Nuestro tiempo no es esa forma a priori, sino una especie de pesadilla que estamos viviendo los españoles del siglo XXI. Desde la Transición, hemos comulgado -unos más, otros menos- con muchas ruedas de molino, pero daba la impresión de que, por lo menos, habíamos retrocedido a los finales del siglo XIX, con una alternativa pacifica de partidos, una forma de caciquismo enquistado en las Autonomías y algunos avances en lo social, merced al Estado del Bienestar; de este modo, el hecho de acudir periódicamente a las urnas era un trámite, no digo que feliz, pero sí tolerado y, en ocasiones, complaciente para algunos. La clase política no destacaba precisamente por su brillantez, pero el españolito medio ya sabía distinguir entre las orteguianas España Oficial (la de los políticos) y la España real (la suya y la de sus problemas); el encrespamiento era cuestión de minorías muy pequeñas y, sobre todo, no se percibía casi ningún síntoma de hostilidad en las calles.
En nuestro tiempo, da la impresión de que está a punto de saltar cualquier síntoma de civilidad, incluso aquel débil consenso que parecía presidido por la Constitución del 78; los gobiernos de Rodríguez Zapatero y de Pedro Sánchez acabaron con el espejismo, e incluso hay dudas razonables de que siga en vigor el texto constitucional. Una especie de nubarrón se ha cernido sobre las testas de la España oficial, enrocadas en sus posiciones y posibilidades de ejercicio; de momento, la España real calla, pero es permeable a la amenaza que pende sobre ella; los grupos antiespañoles y separatistas gozan del favor del Gobierno español, y las transgresiones jurídicas de este les han dado alas.
Pero el Tiempo, con mayúscula, es inmisericorde, y seguro que actúa en favor de esta realidad histórica llamada España; la pesadilla pasará, sin duda, y, a corto plazo, por lo menos se instaurará alguna forma de cordura; los hechos de hoy que me interrumpieron mi lectura quedarán en el olvido de las hemerotecas.

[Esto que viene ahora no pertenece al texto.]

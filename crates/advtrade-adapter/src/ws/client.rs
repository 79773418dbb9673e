/*
[INPUT]:  Stream configuration, credentials, and caller subscriptions
[OUTPUT]: One managed socket with signed control messages and routed inbound data
[POS]:    WebSocket layer - connection lifecycle and control protocol
[UPDATE]: When changing open/close semantics, locking, or control message flow
*/

use std::sync::Arc;
use std::sync::atomic::{AtomicU8, Ordering};
use std::time::Duration;

use chrono::Utc;
use futures_util::stream::SplitSink;
use futures_util::{SinkExt, StreamExt};
use tokio::net::TcpStream;
use tokio::sync::{Mutex, watch};
use tokio::task::JoinHandle;
use tokio_tungstenite::tungstenite::Message as WsMessage;
use tokio_tungstenite::tungstenite::protocol::frame::coding::CloseCode;
use tokio_tungstenite::tungstenite::protocol::{CloseFrame, WebSocketConfig};
use tokio_tungstenite::{MaybeTlsStream, WebSocketStream, connect_async_with_config};
use tokio_util::sync::CancellationToken;
use tracing::{debug, info, warn};

use super::config::StreamConfig;
use super::message::log_control_sent;
use super::reader::{ReaderExit, ReaderStatus, run_read_loop};
use super::reassembler::{FrameReassembler, WsFrameSource};
use super::router::MessageRouter;
use crate::auth::HmacSigner;
use crate::error::{Result, StreamError};
use crate::types::{ConnectionState, ControlMessage, ControlType, IntoChannel};

type WsStream = WebSocketStream<MaybeTlsStream<TcpStream>>;
type WsWriter = SplitSink<WsStream, WsMessage>;

/// Everything administrative calls touch, behind one lock
#[derive(Default)]
struct AdminState {
    writer: Option<WsWriter>,
    reader: Option<JoinHandle<ReaderExit>>,
    epoch: u64,
}

/// Holds a transient state and falls back to `Closed` unless completed.
///
/// A caller that drops an in-flight `open` or `close` future never leaves the
/// connection in `Connecting` or `Closing`.
struct TransitionGuard<'a> {
    state: &'a AtomicU8,
    armed: bool,
}

impl<'a> TransitionGuard<'a> {
    fn enter(state: &'a AtomicU8, transient: ConnectionState) -> Self {
        state.store(transient.as_u8(), Ordering::Release);
        Self { state, armed: true }
    }

    fn complete(mut self, settled: ConnectionState) {
        self.state.store(settled.as_u8(), Ordering::Release);
        self.armed = false;
    }
}

impl Drop for TransitionGuard<'_> {
    fn drop(&mut self) {
        if self.armed {
            self.state
                .store(ConnectionState::Closed.as_u8(), Ordering::Release);
        }
    }
}

/// Streaming client for market data and order updates.
///
/// `open`, `close`, `subscribe`, and `unsubscribe` are serialized through a
/// single async mutex that also owns the write half of the socket. The read
/// half lives in a background task and never takes that lock.
pub struct StreamClient {
    config: StreamConfig,
    signer: HmacSigner,
    router: Arc<MessageRouter>,
    state: Arc<AtomicU8>,
    admin: Mutex<AdminState>,
    reader_status: Arc<watch::Sender<ReaderStatus>>,
    cancel: CancellationToken,
}

impl StreamClient {
    /// Create a closed client with its own router
    pub fn new(config: StreamConfig) -> Result<Self> {
        Self::with_router(config, Arc::new(MessageRouter::new()), CancellationToken::new())
    }

    /// Create a closed client that dispatches into `router`.
    ///
    /// Cancelling `cancel` aborts any suspended call and stops the read loop.
    pub fn with_router(
        config: StreamConfig,
        router: Arc<MessageRouter>,
        cancel: CancellationToken,
    ) -> Result<Self> {
        config.validate()?;
        let signer = HmacSigner::new(&config.credentials.api_secret)?;
        let (reader_status, _rx) = watch::channel(ReaderStatus::default());

        Ok(Self {
            config,
            signer,
            router,
            state: Arc::new(AtomicU8::new(ConnectionState::Closed.as_u8())),
            admin: Mutex::new(AdminState::default()),
            reader_status: Arc::new(reader_status),
            cancel: cancel.child_token(),
        })
    }

    pub fn state(&self) -> ConnectionState {
        ConnectionState::from_u8(self.state.load(Ordering::Acquire))
    }

    pub fn is_open(&self) -> bool {
        self.state() == ConnectionState::Open
    }

    /// Registration point for raw, typed, and error observers
    pub fn router(&self) -> &Arc<MessageRouter> {
        &self.router
    }

    pub fn config(&self) -> &StreamConfig {
        &self.config
    }

    /// Watch the lifetime of the current receive loop
    pub fn reader_status(&self) -> watch::Receiver<ReaderStatus> {
        self.reader_status.subscribe()
    }

    /// Wait until the most recently started receive loop has exited
    pub async fn wait_for_reader_exit(&self) -> Option<ReaderExit> {
        let mut rx = self.reader_status.subscribe();
        let status = rx.wait_for(|status| !status.running).await.ok()?;
        status.exit.clone()
    }

    /// Open the socket and start the receive loop. No-op when already open.
    pub async fn open(&self) -> Result<()> {
        let mut admin = self.admin.lock().await;
        if self.state() == ConnectionState::Open {
            debug!(url = %self.config.url, "ws open ignored; already open");
            return Ok(());
        }

        let url = self.config.validate()?;
        let transition = TransitionGuard::enter(&self.state, ConnectionState::Connecting);

        let stream = match self.handshake(url.as_str()).await {
            Ok(stream) => stream,
            Err(err) => {
                drop(transition);
                warn!(url = %self.config.url, error = %err, "ws handshake failed");
                return Err(err);
            }
        };

        if let Some(previous) = admin.reader.take()
            && !previous.is_finished()
        {
            debug!(epoch = admin.epoch, "previous ws reader still draining");
        }

        let (writer, reader) = stream.split();
        admin.epoch += 1;
        let epoch = admin.epoch;
        admin.writer = Some(writer);

        // Publish the new epoch before flipping state so a stale reader
        // cannot mark this connection closed.
        self.reader_status.send_replace(ReaderStatus::running(epoch));
        transition.complete(ConnectionState::Open);

        let router = self.router.clone();
        let state = self.state.clone();
        let status = self.reader_status.clone();
        let cancel = self.cancel.child_token();
        let reassembler = FrameReassembler::new(self.config.max_message_bytes);

        let handle = tokio::spawn(async move {
            let keep_running = || {
                matches!(
                    ConnectionState::from_u8(state.load(Ordering::Acquire)),
                    ConnectionState::Open | ConnectionState::Closing
                )
            };
            let exit = run_read_loop(
                WsFrameSource::new(reader),
                reassembler,
                &router,
                &cancel,
                keep_running,
            )
            .await;

            status.send_if_modified(|current| {
                if current.epoch != epoch {
                    return false;
                }
                let _ = state.compare_exchange(
                    ConnectionState::Open.as_u8(),
                    ConnectionState::Closed.as_u8(),
                    Ordering::AcqRel,
                    Ordering::Acquire,
                );
                current.running = false;
                current.exit = Some(exit.clone());
                true
            });
            info!(epoch, exit = ?exit, "ws reader stopped");
            exit
        });
        admin.reader = Some(handle);

        info!(url = %self.config.url, epoch, "ws connected");
        Ok(())
    }

    /// Close the socket with a normal-closure handshake. No-op when closed.
    pub async fn close(&self) -> Result<()> {
        let mut admin = self.admin.lock().await;
        if self.state() == ConnectionState::Closed {
            // Peer-initiated close already ran; release the stale write half.
            admin.writer = None;
            debug!("ws close ignored; already closed");
            return Ok(());
        }

        let Some(mut writer) = admin.writer.take() else {
            self.set_state(ConnectionState::Closed);
            return Ok(());
        };
        let transition = TransitionGuard::enter(&self.state, ConnectionState::Closing);

        let frame = CloseFrame {
            code: CloseCode::Normal,
            reason: "".into(),
        };
        let result = self
            .with_deadline(self.config.close_timeout, async move {
                match writer.send(WsMessage::Close(Some(frame))).await {
                    Ok(()) => Ok(()),
                    Err(
                        tokio_tungstenite::tungstenite::Error::ConnectionClosed
                        | tokio_tungstenite::tungstenite::Error::AlreadyClosed,
                    ) => Ok(()),
                    Err(err) => Err(StreamError::connection(format!(
                        "close handshake failed: {err}"
                    ))),
                }
            })
            .await;
        transition.complete(ConnectionState::Closed);

        match result {
            Ok(()) => {
                info!(epoch = admin.epoch, "ws closed");
                Ok(())
            }
            Err(err) => {
                warn!(epoch = admin.epoch, error = %err, "ws close failed");
                Err(err)
            }
        }
    }

    /// Subscribe to `channel` for `product_ids`.
    ///
    /// Returns without sending anything when the connection is not open.
    pub async fn subscribe<I, S, C>(&self, product_ids: I, channel: C) -> Result<()>
    where
        I: IntoIterator<Item = S>,
        S: Into<String>,
        C: IntoChannel,
    {
        self.send_control(ControlType::Subscribe, product_ids, channel)
            .await
    }

    /// Unsubscribe from `channel` for `product_ids`.
    ///
    /// Returns without sending anything when the connection is not open.
    pub async fn unsubscribe<I, S, C>(&self, product_ids: I, channel: C) -> Result<()>
    where
        I: IntoIterator<Item = S>,
        S: Into<String>,
        C: IntoChannel,
    {
        self.send_control(ControlType::Unsubscribe, product_ids, channel)
            .await
    }

    async fn send_control<I, S, C>(
        &self,
        control_type: ControlType,
        product_ids: I,
        channel: C,
    ) -> Result<()>
    where
        I: IntoIterator<Item = S>,
        S: Into<String>,
        C: IntoChannel,
    {
        let channel = channel.into_channel()?;
        let product_ids: Vec<String> = product_ids.into_iter().map(Into::into).collect();

        let mut admin = self.admin.lock().await;
        if self.state() != ConnectionState::Open {
            debug!(
                action = control_type.as_str(),
                %channel,
                state = %self.state(),
                "ws control message skipped; not open"
            );
            return Ok(());
        }
        let Some(writer) = admin.writer.as_mut() else {
            return Ok(());
        };

        let message = ControlMessage::signed(
            control_type,
            channel,
            &product_ids,
            &self.config.credentials.api_key,
            Utc::now().timestamp(),
            &self.signer,
        )?;
        let text = message.to_json()?;

        tokio::select! {
            biased;
            _ = self.cancel.cancelled() => return Err(StreamError::Cancelled),
            sent = writer.send(WsMessage::Text(text.into())) => {
                sent.map_err(|err| StreamError::Send {
                    action: control_type.as_str(),
                    channel,
                    message: err.to_string(),
                })?;
            }
        }

        log_control_sent(&message);
        Ok(())
    }

    async fn handshake(&self, url: &str) -> Result<WsStream> {
        // tungstenite reassembles fragments itself, so the limit must be
        // enforced there to bound memory on the live socket.
        let ws_config = WebSocketConfig::default()
            .max_message_size(Some(self.config.max_message_bytes))
            .max_frame_size(Some(self.config.max_message_bytes));
        self.with_deadline(self.config.handshake_timeout, async {
            connect_async_with_config(url, Some(ws_config), false)
                .await
                .map(|(stream, _response)| stream)
                .map_err(|err| StreamError::connection(format!("handshake failed: {err}")))
        })
        .await
    }

    async fn with_deadline<T>(
        &self,
        deadline: Duration,
        operation: impl Future<Output = Result<T>>,
    ) -> Result<T> {
        tokio::select! {
            biased;
            _ = self.cancel.cancelled() => Err(StreamError::Cancelled),
            outcome = tokio::time::timeout(deadline, operation) => match outcome {
                Ok(result) => result,
                Err(_) => Err(StreamError::Timeout {
                    duration_ms: deadline.as_millis() as u64,
                }),
            },
        }
    }

    fn set_state(&self, state: ConnectionState) {
        self.state.store(state.as_u8(), Ordering::Release);
    }
}

impl Drop for StreamClient {
    fn drop(&mut self) {
        self.cancel.cancel();
    }
}

impl std::fmt::Debug for StreamClient {
    fn fmt(&self, f: &mut std::fmt::Formatter<'_>) -> std::fmt::Result {
        f.debug_struct("StreamClient")
            .field("url", &self.config.url)
            .field("state", &self.state())
            .field("reader", &*self.reader_status.borrow())
            .finish_non_exhaustive()
    }
}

De todos modos, disiento de Azorín cuando dice que “dejemos pasar el tiempo; él amansará nuestro fuego interior; los hombres de bien, los desapasionados, nos darán la razón”. Porque uno, que se considera hombre de bien, es apasionado: por la España que no le gusta y en la que pretende dejar alguna humilde huella para que sus hijos o sus nietos la regeneren a fondo algún día.